The moving party has the burden of proof in establishing his right to a summary judgment. The procedure utilized for
obtaining this relief is not a substitute for a trial of disputed issues of fact. The court is to examine the evidence, not
for the purpose of trying the fact issues, but to determine whether there is a genuine issue of fact to be tried; and if
there is any issue of fact over which the parties are in disagreement the motion is to be denied. The summary judgment
procedure does not include a summary trial of disputed fact issues.
While the rule makes no specific provision for a case in which it develops that the opposing, nonmoving party, is
entitled to a summary judgment, the Florida courts now recognize that there are circumstances when such should be
done. See Carpineta v. Shields, 70 So.2d 573 (S.Ct.1954), King v. L. & L. Investors, Inc., 133 So.2d 744 (D.C.A.3d
1961), and City of Pinellas Park v. Cross-State Utilities Co., 176 So.2d 384 (D.C.A.2d 1965). These decisions
recognize that the advisable procedure is a cross-motion by the successful party, although such is not required. See
also John K. Brennan Co. v. Central Bank & Trust Co., 164 So.2d 525 (D.C.A.2d 1964) for a full discussion of the
due process elements in entering a summary judgment for a nonmoving party.

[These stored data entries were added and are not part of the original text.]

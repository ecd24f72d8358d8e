pub mod args;
pub mod config;
pub mod docs_cmd;
pub mod output;
pub mod search_cmd;
pub mod status_cmd;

The fact that both parties move for summary judgment does not establish that there is no issue of fact. Although a
party may on his own motion assert that, accepting his legal theory, the facts are undisputed, he may be able and
should be allowed to show that if his opponent's theory is adopted a genuine issue of fact exists.
If the movant sustains his initial burden, the opponent has the burden to come forward with counter-evidence revealing
a factual issue. The movant need not exclude every possible inference that the opposing party might have other
evidence available to prove his case. Should the opponent not come forward with any affidavit or other proof in
opposition to a motion for summary judgment, the movant need only establish a prima facie case, whereupon the
court may enter such judgment. See Harvey Building, Inc. v. Haley, 175 So.2d 780 (S.Ct.1965).
Not only is it the duty of the trial judge to exclude facts which would be inadmissible in evidence as recognized in
Lake v. Konstantinu, 189 So.2d 171, (D.C.A.2d 1966), the decisions further bear out that the Florida Rule does not
permit the taking of any testimony at a hearing on a motion for summary judgment. See Ogden Trucking Company
v. Heller Bros. & Co., 130 So.2d 295 (D.C.A.3d 1961).
The question of whether a summary judgment can be entered on a plaintiff's motion prior to the filing of defendant's
answer has been settled affirmatively by the Supreme Court of Florida, provided that 20 days had expired from the
commencement of the action before the motion for summary judgment was filed. The Supreme Court set for the
admonition that such a motion is granted with caution, however, in Coast Cities Coaches, Inc. v. Dade County, 178
So.2d 703 (Fla.1965), and adhered to the federal decisions which uniformly hold that a plaintiff need not wait for a
defendant to file answer before moving for a summary decree. Moreover, a motion to dismiss before answer does not
prevent a motion for summary judgment since the latter may well be after 20 days have expired.